**Activity**
Set down exactly the lines below, starting at the one that contains "#[derive(Error, Debug)]" and ending at the one that contains "a layer error", with both of those lines included and nothing else.

Dataset entries
◇ ◇ ◇ ◇ ◇
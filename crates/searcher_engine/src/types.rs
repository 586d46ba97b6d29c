use serde_json::Value;
use thiserror::Error;

/// A backend search result row: field names to primitive values, with the
/// schema fixed per deployment.
pub type TorRecord = serde_json::Map<String, Value>;

/// Events surfaced by the engine to the UI pump.
#[derive(Debug, Clone, PartialEq)]
pub enum EngineEvent {
    SearchCompleted {
        query: String,
        result: Result<Vec<TorRecord>, SearchError>,
    },
}

/// Failure of a single backend search.
#[derive(Debug, Clone, PartialEq, Eq, Error)]
pub enum SearchError {
    #[error("invalid endpoint url: {0}")]
    InvalidEndpoint(String),
    #[error("http status {0}")]
    HttpStatus(u16),
    #[error("timeout")]
    Timeout,
    #[error("network error: {0}")]
    Network(String),
    #[error("malformed response body: {0}")]
    MalformedBody(String),
}
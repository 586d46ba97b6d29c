//! Executes controller effects against the engine and the row renderer.

use searcher_core::{tor_field_map, Effect, Msg, SearchState, SlotRenderer};
use searcher_engine::{EngineEvent, EngineHandle};
use widget_logging::{widget_info, widget_warn};

use crate::rows::{template_classes, TextRow};

pub struct EffectRunner {
    engine: EngineHandle,
    renderer: SlotRenderer<TextRow, Box<dyn FnMut() -> TextRow>>,
}

impl EffectRunner {
    pub fn new(engine: EngineHandle) -> Self {
        let template = template_classes();
        let make_slot: Box<dyn FnMut() -> TextRow> =
            Box::new(move || TextRow::from_template(&template));
        Self {
            engine,
            renderer: SlotRenderer::new(tor_field_map(), make_slot),
        }
    }

    pub fn execute(&mut self, state: &SearchState, effects: Vec<Effect>) {
        for effect in effects {
            match effect {
                Effect::FetchQuery { query } => {
                    widget_info!("fetch search {query:?} ({})", state.status());
                    self.engine.search(query);
                }
                Effect::RenderResults { results } => {
                    println!("found {} ({})", results.len(), state.status());
                    self.renderer.reconcile(results);
                    for row in self.renderer.slots() {
                        if let Some(line) = row.display_line() {
                            println!("{line}");
                        }
                    }
                }
            }
        }
    }

    /// Maps finished engine searches back into controller messages.
    pub fn poll_completions(&self) -> Vec<Msg> {
        let mut msgs = Vec::new();
        while let Some(EngineEvent::SearchCompleted { query, result }) = self.engine.try_recv() {
            let result = result.map_err(|err| err.to_string());
            if let Err(message) = &result {
                widget_warn!("search {query:?} failed: {message}");
            }
            msgs.push(Msg::SearchCompleted { query, result });
        }
        msgs
    }
}
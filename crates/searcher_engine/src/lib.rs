//! Searcher engine: backend search requests and effect execution.
mod engine;
mod fetch;
mod types;

pub use engine::EngineHandle;
pub use fetch::{ReqwestBackend, SearchBackend, SearchSettings};
pub use types::{EngineEvent, SearchError, TorRecord};
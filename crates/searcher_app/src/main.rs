mod app;
mod effects;
mod logging;
mod rows;

use searcher_engine::SearchSettings;

fn main() -> anyhow::Result<()> {
    logging::initialize(logging::LogDestination::File);

    let settings = match std::env::args().nth(1) {
        Some(endpoint) => SearchSettings {
            endpoint,
            ..SearchSettings::default()
        },
        None => SearchSettings::default(),
    };

    app::run(settings)
}
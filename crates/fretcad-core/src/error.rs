//! Error handling for FretCAD
//!
//! The viewport engine itself is total (every operation is a pure state
//! transition on numbers), so errors only arise at the edges:
//! - Unit errors (unknown unit labels, unparsable measurement systems)
//! - Layer errors (operations addressed to an id that is not in the tree)
//! - Parameter errors (operations addressed to an unknown parameter)
//!
//! All error types use `thiserror` for ergonomic error handling.

use thiserror::Error;

/// Unit conversion error type
#[derive(Error, Debug, Clone, PartialEq)]
pub enum UnitError {
    /// The unit label is not part of the conversion table
    #[error("Unknown unit: {unit}")]
    UnknownUnit {
        /// The unit label that was not recognised.
        unit: String,
    },

    /// The measurement system name could not be parsed
    #[error("Unknown measurement system: {name}")]
    UnknownSystem {
        /// The name that failed to parse.
        name: String,
    },
}

/// Layer tree error type
#[derive(Error, Debug, Clone, PartialEq)]
pub enum LayerError {
    /// No node with this id exists in the tree
    #[error("Unknown layer: {id}")]
    UnknownLayer {
        /// The id that was looked up.
        id: String,
    },

    /// The operation only applies to leaf layers
    #[error("{id} is a group, not a layer")]
    NotALayer {
        /// The id of the group node.
        id: String,
    },
}

/// Parameter error type
#[derive(Error, Debug, Clone, PartialEq)]
pub enum ParameterError {
    /// No parameter with this id exists
    #[error("Unknown parameter: {id}")]
    UnknownParameter {
        /// The id that was looked up.
        id: String,
    },
}

/// Main error type for FretCAD
///
/// A unified error type that can represent any error from the core crate.
#[derive(Error, Debug)]
pub enum Error {
    /// Unit error
    #[error(transparent)]
    Unit(#[from] UnitError),

    /// Layer error
    #[error(transparent)]
    Layer(#[from] LayerError),

    /// Parameter error
    #[error(transparent)]
    Parameter(#[from] ParameterError),

    /// Standard I/O error
    #[error("I/O error: {0}")]
    Io(#[from] std::io::Error),

    /// Generic error
    #[error("{0}")]
    Other(String),
}

impl Error {
    /// Create an error from a string message
    pub fn other(msg: impl Into<String>) -> Self {
        Error::Other(msg.into())
    }

    /// Check if this is a layer error
    pub fn is_layer_error(&self) -> bool {
        matches!(self, Error::Layer(_))
    }

    /// Check if this is a parameter error
    pub fn is_parameter_error(&self) -> bool {
        matches!(self, Error::Parameter(_))
    }
}

/// Result type using Error
pub type Result<T> = std::result::Result<T, Error>;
◇ ◇ ◇ ◇ ◇
**Result below**
#[derive(Error, Debug)]
pub enum Error {
    /// Unit error
    #[error(transparent)]
    Unit(#[from] UnitError),

    /// Layer error
    #[error(transparent)]
    Layer(#[from] LayerError),

    /// Parameter error
    #[error(transparent)]
    Parameter(#[from] ParameterError),

    /// Standard I/O error
    #[error("I/O error: {0}")]
    Io(#[from] std::io::Error),

    /// Generic error
    #[error("{0}")]
    Other(String),
}

impl Error {
    /// Create an error from a string message
    pub fn other(msg: impl Into<String>) -> Self {
        Error::Other(msg.into())
    }

    /// Check if this is a layer error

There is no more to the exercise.